Pope getting presidential escort for May visit to Holy Land

Israel’s president will escort Pope Benedict XVI around the Holy Land when he visits in May, Prime Minister Ehud Olmert said Feb. 15, amid strained relations between the Vatican and the Jewish state.

Benedict has tried to reduce tensions between the Vatican and Israel that followed his reinstatement of a renegade bishop who questioned the extent of the Holocaust.

Olmert spoke of the pilgrimage at a Cabinet meeting Feb. 15. “In May of this year, Israel will receive a special visitor, Pope Benedict XVI,” Olmert said, without giving an exact date. “President Shimon Peres will escort him as he visits various sites around the country.”

 

Rabbi Arthur Schneier of Park East Synagogue in New York presents a delegation of American Jewish leaders to Pope Benedict XVI Feb. 12 at the Vatican. photo/courtesy of the appeal of conscience foundation

Peres, 85, is a Nobel Peace Prize laureate who has been active in Mideast peace efforts for decades.

 

The pope told American Jewish leaders Feb. 12 of his plans to visit Israel in the spring, coupling the long-awaited announcement with his strongest condemnation of Holocaust denial.

The 81-year-old pope assured the group that the Catholic Church was “profoundly and irrevocably committed to reject all anti-Semitism,” helping to ease Jewish furor that followed the pope’s reinstatement of an ultraconservative bishop who questioned the extent of the Holocaust.

“The hatred and contempt for men, women and children that was manifested in the Shoah was a crime against God and against humanity,” Benedict told the visiting leaders in English as they sat before him in the frescoed Consistory Hall. “This should be clear to everyone, especially to those standing in the tradition of the Holy Scriptures.”

Jewish leaders applauded his comments, with most saying the crisis with the church over British Bishop Richard Williamson’s comments was over.

“We came here with heavy hearts because of recent events, but we came away pleased and honored by the words of His Holiness,” Malcolm Hoenlein, vice president of the Conference of Presidents of Major American Jewish Organizations, told reporters.

Abraham Foxman, a Holocaust survivor and the national director of the Anti-Defamation League, said the Vatican should excommunicate Williamson again because of his remarks.

“Every moment that he stays in the church gives him credibility,” he told reporters after the meeting.

“Today’s statement was important, but it did not bring closure,” he warned. “You cannot condemn Holocaust denial and anti-Semitism and reinstate someone who to this day continues to be an anti-Semite and deny the Holocaust.”

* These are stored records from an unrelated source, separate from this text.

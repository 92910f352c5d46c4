//! HTML-only driver
//!
//! Fetches pages with `reqwest` and queries them with `scraper`. There is no
//! script execution: `click` follows the `href` of the element or its nearest
//! linked ancestor. Useful for server-rendered feeds and for testing walks
//! against a mock HTTP server.

use crate::browser::traits::{Browser, BrowserError, BrowserResult, ElementHandle, SessionFactory};
use crate::queue::Target;
use async_trait::async_trait;
use reqwest::Client;
use scraper::{ElementRef, Html, Selector};
use std::time::Duration;
use url::Url;

/// Hands out sessions sharing one HTTP client
#[derive(Debug, Clone)]
pub struct StaticSessionFactory {
    client: Client,
}

impl StaticSessionFactory {
    pub fn new() -> BrowserResult<Self> {
        let client = Client::builder()
            .user_agent(concat!("upload-tracker/", env!("CARGO_PKG_VERSION")))
            .timeout(Duration::from_secs(30))
            .connect_timeout(Duration::from_secs(10))
            .gzip(true)
            .brotli(true)
            .build()
            .map_err(|e| BrowserError::Driver(e.to_string()))?;
        Ok(Self { client })
    }
}

#[async_trait]
impl SessionFactory for StaticSessionFactory {
    type Session = StaticSession;

    async fn open_session(&mut self, _target: &Target) -> BrowserResult<StaticSession> {
        Ok(StaticSession::new(self.client.clone()))
    }
}

/// One page at a time, held as raw HTML
#[derive(Debug)]
pub struct StaticSession {
    client: Client,
    current: Option<Url>,
    // Raw text; `Html` is not `Send` and is re-parsed per query
    body: String,
}

impl StaticSession {
    pub fn new(client: Client) -> Self {
        Self {
            client,
            current: None,
            body: String::new(),
        }
    }

    async fn load(&mut self, url: Url) -> BrowserResult<()> {
        let response = self
            .client
            .get(url.clone())
            .send()
            .await
            .map_err(|e| BrowserError::Navigation(format!("{}: {}", url, e)))?;

        let status = response.status();
        if !status.is_success() {
            return Err(BrowserError::Navigation(format!(
                "{} returned HTTP {}",
                url,
                status.as_u16()
            )));
        }

        let final_url = response.url().clone();
        let body = response
            .text()
            .await
            .map_err(|e| BrowserError::Navigation(format!("{}: {}", url, e)))?;

        self.current = Some(final_url);
        self.body = body;
        Ok(())
    }

    /// Applies `f` to the first element matching `selector`, if any
    fn with_element<T>(
        &self,
        selector: &str,
        f: impl FnOnce(ElementRef<'_>) -> T,
    ) -> BrowserResult<Option<T>> {
        let parsed = Selector::parse(selector)
            .map_err(|e| BrowserError::Driver(format!("invalid selector {}: {:?}", selector, e)))?;
        let html = Html::parse_document(&self.body);
        let result = html.select(&parsed).next().map(f);
        Ok(result)
    }

    fn require<T>(&self, element: &ElementHandle, f: impl FnOnce(ElementRef<'_>) -> T) -> BrowserResult<T> {
        self.with_element(element.selector(), f)?
            .ok_or_else(|| BrowserError::ElementNotFound(element.selector().to_string()))
    }
}

/// Returns the `href` of the element or of its nearest ancestor carrying one
fn link_target(element: ElementRef<'_>) -> Option<String> {
    std::iter::once(element)
        .chain(element.ancestors().filter_map(ElementRef::wrap))
        .find_map(|e| e.value().attr("href").map(str::to_string))
}

#[async_trait]
impl Browser for StaticSession {
    async fn navigate_to(&mut self, url: &str) -> BrowserResult<()> {
        let url = Url::parse(url).map_err(|e| BrowserError::Navigation(format!("{}: {}", url, e)))?;
        self.load(url).await
    }

    async fn wait_for_element(
        &mut self,
        selector: &str,
        timeout: Duration,
    ) -> BrowserResult<ElementHandle> {
        // Nothing renders later on a static page
        match self.with_element(selector, |_| ())? {
            Some(()) => Ok(ElementHandle::new(selector)),
            None => Err(BrowserError::Timeout {
                selector: selector.to_string(),
                timeout,
            }),
        }
    }

    async fn find_element(&mut self, selector: &str) -> BrowserResult<Option<ElementHandle>> {
        Ok(self
            .with_element(selector, |_| ())?
            .map(|()| ElementHandle::new(selector)))
    }

    async fn current_url(&mut self) -> BrowserResult<String> {
        self.current
            .as_ref()
            .map(|u| u.to_string())
            .ok_or_else(|| BrowserError::Navigation("no page loaded".to_string()))
    }

    async fn click(&mut self, element: &ElementHandle) -> BrowserResult<()> {
        let href = self.require(element, link_target)?.ok_or_else(|| {
            BrowserError::Unsupported(format!("{} is not a link", element.selector()))
        })?;

        let base = self
            .current
            .clone()
            .ok_or_else(|| BrowserError::Navigation("no page loaded".to_string()))?;
        let next = base
            .join(&href)
            .map_err(|e| BrowserError::Navigation(format!("{}: {}", href, e)))?;
        self.load(next).await
    }

    async fn extract_text(&mut self, element: &ElementHandle) -> BrowserResult<String> {
        self.require(element, |e| e.text().collect::<String>().trim().to_string())
    }

    async fn extract_attribute(
        &mut self,
        element: &ElementHandle,
        name: &str,
    ) -> BrowserResult<Option<String>> {
        self.require(element, |e| e.value().attr(name).map(str::to_string))
    }
}
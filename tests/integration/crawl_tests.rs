//! End-to-end run tests: coordinator, in-memory sheet and scripted sessions

use crate::common::*;
use rand::rngs::StdRng;
use rand::SeedableRng;
use std::time::Duration;
use upload_tracker::config::PacingConfig;
use upload_tracker::crawler::{Coordinator, PacingController};
use upload_tracker::queue::{QueueLayout, ResultSync, WorkQueueReader};
use upload_tracker::retry::RetryPolicy;
use upload_tracker::storage::MemorySheet;
use upload_tracker::TrackerError;

const SHEET: &str = "Campaign";
const RESULT: u32 = 2;
const STATUS: u32 = 12;

fn post(n: usize, text: &str, days_old: i64) -> FixturePost {
    FixturePost::new(&format!("https://www.instagram.com/p/post{}/", n), text, days_old)
}

fn matching_feed() -> FixtureFeed {
    FixtureFeed::with_posts(vec![post(1, "nothing", 0), post(2, "Glow serum review", 1)])
}

fn quiet_pacing() -> PacingController<StdRng> {
    PacingController::disabled(StdRng::seed_from_u64(0))
}

#[tokio::test(start_paused = true)]
async fn test_full_run_resolves_every_row() {
    let store = MemorySheet::with_rows(
        SHEET,
        vec![
            header_row(),
            queue_row("Ana", "https://www.instagram.com/ana.glow/", "", ""),
            queue_row("Ana again", "m.instagram.com/Ana.Glow?hl=ko", "", ""),
            queue_row("Ben", "blog.naver.com/ben_log", "", ""),
            queue_row("Cho", "instagram.com/cho", "https://x/p/1/", "250101"),
            queue_row("Dee", "https://example.com/dee", "", ""),
        ],
    );
    let sessions = ScriptedSessions::new()
        .feed("instagram:ana.glow", matching_feed())
        .feed(
            "naver-blog:ben_log",
            FixtureFeed::with_posts(vec![post(7, "daily life", 0)]),
        );

    let mut coordinator = Coordinator::with_pacing(
        test_config("glow serum, review"),
        store.clone(),
        sessions.clone(),
        quiet_pacing(),
    )
    .unwrap();
    let summary = coordinator.run().await.unwrap();

    // Ana: first match link plus its date stamp
    assert_eq!(
        store.cell(SHEET, RESULT, 2).as_deref(),
        Some("https://www.instagram.com/p/post2/")
    );
    let stamp = store.cell(SHEET, STATUS, 2).unwrap();
    assert_eq!(stamp.len(), 6);
    assert!(stamp.chars().all(|c| c.is_ascii_digit()));

    // The duplicate row is never crawled in the same run
    assert_eq!(store.cell(SHEET, RESULT, 3), None);
    assert_eq!(store.cell(SHEET, STATUS, 3), None);

    // Ben: checked, no match
    assert_eq!(store.cell(SHEET, RESULT, 4), None);
    assert_eq!(
        store.cell(SHEET, STATUS, 4).as_deref(),
        Some("no match (1 posts)")
    );

    // Already resolved and unsupported rows are untouched
    assert_eq!(store.cell(SHEET, STATUS, 5).as_deref(), Some("250101"));
    assert_eq!(store.cell(SHEET, STATUS, 6), None);

    assert_eq!(
        sessions.opened(),
        ["instagram:ana.glow", "naver-blog:ben_log"]
    );
    assert_eq!(summary.targets_processed, 2);
    assert_eq!(summary.matched, 1);
    assert_eq!(summary.no_match, 1);
    assert_eq!(summary.failed, 0);
    assert_eq!(coordinator.state().len(), 2);
}

#[tokio::test(start_paused = true)]
async fn test_session_failure_is_annotated_and_run_continues() {
    let store = MemorySheet::with_rows(
        SHEET,
        vec![
            header_row(),
            queue_row("X", "instagram.com/xavier", "", ""),
            queue_row("Y", "instagram.com/yuna", "", ""),
        ],
    );
    let sessions = ScriptedSessions::new()
        .failing("instagram:xavier")
        .feed("instagram:yuna", matching_feed());

    let mut coordinator =
        Coordinator::with_pacing(test_config("glow"), store.clone(), sessions, quiet_pacing())
            .unwrap();
    let summary = coordinator.run().await.unwrap();

    let annotation = store.cell(SHEET, STATUS, 2).unwrap();
    assert!(annotation.contains(" - Browser session setup failed"));
    assert!(annotation.contains("chrome executable not found"));
    assert_eq!(store.cell(SHEET, RESULT, 2), None);

    assert_eq!(
        store.cell(SHEET, RESULT, 3).as_deref(),
        Some("https://www.instagram.com/p/post2/")
    );
    assert_eq!(summary.failed, 1);
    assert_eq!(summary.matched, 1);
}

#[tokio::test(start_paused = true)]
async fn test_walk_errors_are_annotated() {
    let mut broken = FixtureFeed::with_posts(vec![post(1, "glow", 0)]);
    broken.never_renders = true;

    let store = MemorySheet::with_rows(
        SHEET,
        vec![header_row(), queue_row("Z", "instagram.com/zed", "", "")],
    );
    let sessions = ScriptedSessions::new().feed("instagram:zed", broken);

    let mut coordinator =
        Coordinator::with_pacing(test_config("glow"), store.clone(), sessions, quiet_pacing())
            .unwrap();
    coordinator.run().await.unwrap();

    let annotation = store.cell(SHEET, STATUS, 2).unwrap();
    assert!(annotation.contains("Timed out after 30s waiting for #feed"));
}

#[tokio::test(start_paused = true)]
async fn test_sync_retries_then_succeeds() {
    let store = MemorySheet::with_rows(
        SHEET,
        vec![header_row(), queue_row("Ana", "instagram.com/ana.glow", "", "")],
    );
    store.fail_next_writes(2);
    let sessions = ScriptedSessions::new().feed("instagram:ana.glow", matching_feed());

    let mut coordinator = Coordinator::with_pacing(
        test_config("glow serum"),
        store.clone(),
        sessions,
        quiet_pacing(),
    )
    .unwrap();
    let summary = coordinator.run().await.unwrap();

    assert_eq!(
        store.cell(SHEET, RESULT, 2).as_deref(),
        Some("https://www.instagram.com/p/post2/")
    );
    let status = store.cell(SHEET, STATUS, 2).unwrap();
    assert!(!status.contains(" - "));
    assert_eq!(summary.sync_failures, 0);
    assert_eq!(store.write_log().len(), 2);
}

#[tokio::test(start_paused = true)]
async fn test_sync_failure_is_counted_and_row_left_for_next_run() {
    let store = MemorySheet::with_rows(
        SHEET,
        vec![
            header_row(),
            queue_row("Ana", "instagram.com/ana.glow", "", ""),
            queue_row("Ben", "instagram.com/ben", "", ""),
        ],
    );
    store.fail_next_writes(3);
    let sessions = ScriptedSessions::new()
        .feed("instagram:ana.glow", matching_feed())
        .feed("instagram:ben", matching_feed());

    let mut coordinator = Coordinator::with_pacing(
        test_config("glow serum"),
        store.clone(),
        sessions.clone(),
        quiet_pacing(),
    )
    .unwrap();
    let summary = coordinator.run().await.unwrap();

    assert_eq!(summary.sync_failures, 1);
    assert_eq!(store.cell(SHEET, STATUS, 2), None);
    assert!(store.cell(SHEET, STATUS, 3).is_some());

    // Row 2 is still eligible on reload but is not crawled twice in one run
    assert_eq!(sessions.opened(), ["instagram:ana.glow", "instagram:ben"]);
}

#[tokio::test(start_paused = true)]
async fn test_unreadable_queue_aborts_run() {
    let store = MemorySheet::with_rows(SHEET, vec![header_row()]);
    store.fail_next_reads(3);

    let mut coordinator = Coordinator::with_pacing(
        test_config("glow"),
        store,
        ScriptedSessions::new(),
        quiet_pacing(),
    )
    .unwrap();
    let result = coordinator.run().await;

    match result {
        Err(e) => {
            assert!(matches!(e, TrackerError::QueueUnavailable { .. }));
            assert!(e.is_fatal());
        }
        Ok(_) => panic!("run should abort"),
    }
}

#[tokio::test(start_paused = true)]
async fn test_macro_break_between_targets() {
    let rows = std::iter::once(header_row())
        .chain((1..=3).map(|n| queue_row("", &format!("instagram.com/user{}", n), "", "")))
        .collect::<Vec<_>>();
    let store = MemorySheet::with_rows(SHEET, rows);

    let pacing_config = PacingConfig {
        delay_min_ms: 500,
        delay_max_ms: 500,
        break_every_min: 2,
        break_every_max: 2,
        break_min_secs: 120,
        break_max_secs: 120,
        ..PacingConfig::default()
    };
    let pacing = PacingController::seeded(&pacing_config, 1);
    let started = tokio::time::Instant::now();

    let mut coordinator =
        Coordinator::with_pacing(test_config("glow"), store, ScriptedSessions::new(), pacing)
            .unwrap();
    let summary = coordinator.run().await.unwrap();

    // Feeds are empty, so the only sleep is the break after the second target
    assert_eq!(summary.targets_processed, 3);
    assert_eq!(summary.failed, 3);
    assert_eq!(started.elapsed(), Duration::from_secs(120));
}

#[tokio::test(start_paused = true)]
async fn test_no_break_after_the_last_target() {
    let rows = std::iter::once(header_row())
        .chain((1..=2).map(|n| queue_row("", &format!("instagram.com/user{}", n), "", "")))
        .collect::<Vec<_>>();
    let store = MemorySheet::with_rows(SHEET, rows);

    let pacing_config = PacingConfig {
        break_every_min: 2,
        break_every_max: 2,
        break_min_secs: 300,
        break_max_secs: 300,
        ..PacingConfig::default()
    };
    let pacing = PacingController::seeded(&pacing_config, 1);
    let started = tokio::time::Instant::now();

    let mut coordinator =
        Coordinator::with_pacing(test_config("glow"), store, ScriptedSessions::new(), pacing)
            .unwrap();
    let summary = coordinator.run().await.unwrap();

    assert_eq!(summary.targets_processed, 2);
    assert_eq!(started.elapsed(), Duration::ZERO);
}

#[tokio::test(start_paused = true)]
async fn test_failed_navigation_without_match_is_annotated() {
    let mut feed = FixtureFeed::with_posts(vec![post(1, "nothing", 0), post(2, "still nothing", 0)]);
    feed.broken_at = Some(0);

    let store = MemorySheet::with_rows(
        SHEET,
        vec![header_row(), queue_row("Ana", "instagram.com/ana.glow", "", "")],
    );
    let sessions = ScriptedSessions::new().feed("instagram:ana.glow", feed);

    let mut coordinator =
        Coordinator::with_pacing(test_config("glow"), store.clone(), sessions, quiet_pacing())
            .unwrap();
    let summary = coordinator.run().await.unwrap();

    let annotation = store.cell(SHEET, STATUS, 2).unwrap();
    assert!(annotation.contains(" - Navigation failed: net::ERR_CONNECTION_RESET"));
    assert_eq!(store.cell(SHEET, RESULT, 2), None);
    assert_eq!(summary.failed, 1);
    assert_eq!(summary.no_match, 0);
}

#[tokio::test]
async fn test_reader_is_idempotent_until_a_row_is_resolved() {
    let config = test_config("glow");
    let layout = QueueLayout::from_config(&config.queue).unwrap();
    let retry = RetryPolicy::new(1, Duration::from_millis(1), 2.0);
    let reader = WorkQueueReader::new(layout.clone(), retry);
    let sync = ResultSync::new(layout, retry, config.sync.annotation_offset());

    let store = MemorySheet::with_rows(
        SHEET,
        vec![
            header_row(),
            queue_row("A", "instagram.com/a.one", "", ""),
            queue_row("B", "blog.naver.com/b_two", "", ""),
        ],
    );

    let first = reader.load_eligible_targets(&store).await.unwrap();
    let second = reader.load_eligible_targets(&store).await.unwrap();
    assert_eq!(first, second);
    assert_eq!(first.len(), 2);

    sync.write_failure(&store, &first[0], &"page crashed")
        .await
        .unwrap();

    let third = reader.load_eligible_targets(&store).await.unwrap();
    assert_eq!(third.len(), 1);
    assert_eq!(third[0].id, "b_two");
}
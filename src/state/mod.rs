//! State module for tracking crawl progress
//!
//! This module provides the state the crawler carries within one run.
//!
//! # Components
//!
//! - `CrawlState`: Targets already resolved in the current run
//! - `WalkState`: Where a single feed walk currently stands
//! - `WalkPolicy`: The transition function deciding when a walk stops

mod crawl_state;
mod walk_state;

// Re-export main types
pub use crawl_state::CrawlState;
pub use walk_state::{WalkPolicy, WalkState};
//! Storage module for the external work queue
//!
//! This module handles all access to the document store holding campaign
//! rows, including:
//! - A1-style range and cell addressing
//! - The `DocumentStore` trait the crawler is written against
//! - A Google Sheets REST client
//! - An in-memory sheet for dry runs and tests

mod memory;
mod range;
mod sheets;
mod traits;

pub use memory::MemorySheet;
pub use range::{column_index, column_letter, CellRef, CellWrite, RangeSpec};
pub use sheets::SheetsClient;
pub use traits::{DocumentStore, Grid, StoreError, StoreResult};

/// Returns the trimmed value of a cell in a ragged row, or `""`
pub fn cell_value(row: &[String], column: usize) -> &str {
    row.get(column).map(|v| v.trim()).unwrap_or("")
}
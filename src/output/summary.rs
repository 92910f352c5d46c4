//! Run summary collection and display

use crate::crawler::MatchResult;
use crate::queue::Target;
use crate::TrackerError;
use chrono::{DateTime, Utc};

/// How one target ended
#[derive(Debug, Clone, PartialEq, Eq)]
pub enum Outcome {
    /// At least one post matched; holds the first match's link
    Matched(String),

    /// Checked without a match
    NoMatch,

    /// The attempt failed; holds the error text
    Failed(String),
}

/// One line of the run summary
#[derive(Debug, Clone, PartialEq, Eq)]
pub struct TargetOutcome {
    pub row: u32,
    pub name: String,
    pub key: String,
    pub posts_scanned: u32,
    pub outcome: Outcome,
}

/// Counters and per-target outcomes of one run
#[derive(Debug, Clone)]
pub struct RunSummary {
    pub started_at: DateTime<Utc>,
    pub finished_at: Option<DateTime<Utc>>,

    /// Targets attempted, whatever the outcome
    pub targets_processed: u32,

    pub matched: u32,
    pub no_match: u32,
    pub failed: u32,

    /// Outcomes that could not be written back
    pub sync_failures: u32,

    pub posts_scanned: u64,

    /// Matching posts across all targets
    pub matches_found: u64,

    pub outcomes: Vec<TargetOutcome>,
}

impl Default for RunSummary {
    fn default() -> Self {
        Self::new()
    }
}

impl RunSummary {
    pub fn new() -> Self {
        Self {
            started_at: Utc::now(),
            finished_at: None,
            targets_processed: 0,
            matched: 0,
            no_match: 0,
            failed: 0,
            sync_failures: 0,
            posts_scanned: 0,
            matches_found: 0,
            outcomes: Vec::new(),
        }
    }

    /// Records a completed walk
    ///
    /// A walk cut short by an error without any match counts as failed, since
    /// that is what gets written back for it.
    pub fn record_result(&mut self, result: &MatchResult) {
        self.targets_processed += 1;
        self.posts_scanned += u64::from(result.posts_scanned);
        self.matches_found += result.matched_posts.len() as u64;

        let outcome = match (result.matched_posts.first(), &result.error) {
            (Some(post), _) => {
                self.matched += 1;
                Outcome::Matched(post.url.clone())
            }
            (None, Some(error)) => {
                self.failed += 1;
                Outcome::Failed(error.clone())
            }
            (None, None) => {
                self.no_match += 1;
                Outcome::NoMatch
            }
        };

        self.push(&result.target, result.posts_scanned, outcome);
    }

    /// Records an attempt that produced no walk result
    pub fn record_failure(&mut self, target: &Target, error: &TrackerError) {
        self.targets_processed += 1;
        self.failed += 1;
        self.push(target, 0, Outcome::Failed(error.to_string()));
    }

    fn push(&mut self, target: &Target, posts_scanned: u32, outcome: Outcome) {
        self.outcomes.push(TargetOutcome {
            row: target.source_row,
            name: target.display_name.clone(),
            key: target.key(),
            posts_scanned,
            outcome,
        });
    }

    pub fn finish(&mut self) {
        self.finished_at = Some(Utc::now());
    }

    /// Wall-clock duration in seconds, once finished
    pub fn duration_seconds(&self) -> Option<i64> {
        self.finished_at
            .map(|finished| (finished - self.started_at).num_seconds())
    }
}

/// Prints the run summary to stdout
///
/// # Arguments
///
/// * `summary` - The summary to display
pub fn print_summary(summary: &RunSummary) {
    println!("=== Run Summary ===\n");

    println!("Overview:");
    println!("  Targets processed: {}", summary.targets_processed);
    println!("  Matched: {}", summary.matched);
    println!("  No match: {}", summary.no_match);
    println!("  Failed: {}", summary.failed);
    println!("  Posts scanned: {}", summary.posts_scanned);
    println!("  Matching posts found: {}", summary.matches_found);
    if let Some(secs) = summary.duration_seconds() {
        println!("  Duration: {}s", secs);
    }
    println!();

    if !summary.outcomes.is_empty() {
        println!("Targets:");
        for entry in &summary.outcomes {
            let detail = match &entry.outcome {
                Outcome::Matched(link) => format!("matched {}", link),
                Outcome::NoMatch => format!("no match ({} posts)", entry.posts_scanned),
                Outcome::Failed(error) => format!("failed: {}", error),
            };
            println!("  row {:>4}  {:<24} {}", entry.row, entry.name, detail);
        }
        println!();
    }

    if summary.sync_failures > 0 {
        println!(
            "Warning: {} outcome(s) could not be written back and will be retried next run",
            summary.sync_failures
        );
    }
}
//! Multi-term keyword matching
//!
//! Terms are comma-separated and all of them must appear. Both sides are
//! lowercased and stripped of every whitespace character before an exact
//! substring test, so `"ABC review"` matches the term `"abc  review"`.

/// A parsed campaign keyword query
#[derive(Debug, Clone, PartialEq, Eq)]
pub struct KeywordQuery {
    raw: String,
    terms: Vec<String>,
}

impl KeywordQuery {
    /// Parses a comma-separated query; empty terms are dropped
    ///
    /// # Example
    ///
    /// ```
    /// use upload_tracker::KeywordQuery;
    ///
    /// let query = KeywordQuery::parse("Glow Serum, , review");
    /// assert_eq!(query.terms(), ["glowserum", "review"]);
    /// assert!(query.matches("My honest REVIEW of the glow serum"));
    /// assert!(!query.matches("glow serum haul"));
    /// ```
    pub fn parse(raw: &str) -> Self {
        let terms = raw
            .split(',')
            .map(normalize)
            .filter(|term| !term.is_empty())
            .collect();

        Self {
            raw: raw.to_string(),
            terms,
        }
    }

    /// Normalized terms, in query order
    pub fn terms(&self) -> &[String] {
        &self.terms
    }

    pub fn is_empty(&self) -> bool {
        self.terms.is_empty()
    }

    /// Returns true if every term occurs in `text`
    pub fn matches(&self, text: &str) -> bool {
        let text = normalize(text);
        self.terms.iter().all(|term| text.contains(term.as_str()))
    }
}

impl std::fmt::Display for KeywordQuery {
    fn fmt(&self, f: &mut std::fmt::Formatter<'_>) -> std::fmt::Result {
        f.write_str(&self.raw)
    }
}

/// Free-function form of [`KeywordQuery::matches`]
pub fn matches(text: &str, query: &KeywordQuery) -> bool {
    query.matches(text)
}

fn normalize(s: &str) -> String {
    s.chars()
        .filter(|c| !c.is_whitespace())
        .flat_map(char::to_lowercase)
        .collect()
}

In an interview with Swedish state TV broadcast Jan. 21, Williamson said only about 200,000 to 300,000 Jews were killed, and none of them gassed.

Williamson has apologized for causing distress to the pope, but has not recanted his statements.

Benedict’s trip had been planned before the Williamson affair surfaced. He previously visited Israel in 1994 as a cardinal.

Pope John Paul II made the first official papal visit to Israel in 2000, moving many when he prayed at the Western Wall.

The only other visit by a pope, in 1964, reflected the strained nature of the relationship in those years. Pope Paul VI spent only part of one day in Israel, never venturing into Jewish west Jerusalem or uttering the word “Israel” in public.

But while both sides have since forged formal diplomatic ties, the relationship has suffered bumps and strains.

The pope’s trip has been up in the air for some time after a series of spats between the Vatican and Israel. The Vatican is upset with a caption under a photo of World War II–era Pope Pius XII at Yad Vashem, which alleges that Pius didn’t protest as Nazis rounded up Jews in Europe and sent them to their deaths. In turn, Israel was upset when senior Vatican Cardinal Renato Martino said Gaza resembled a “big concentration camp” during Israel’s recent military offensive.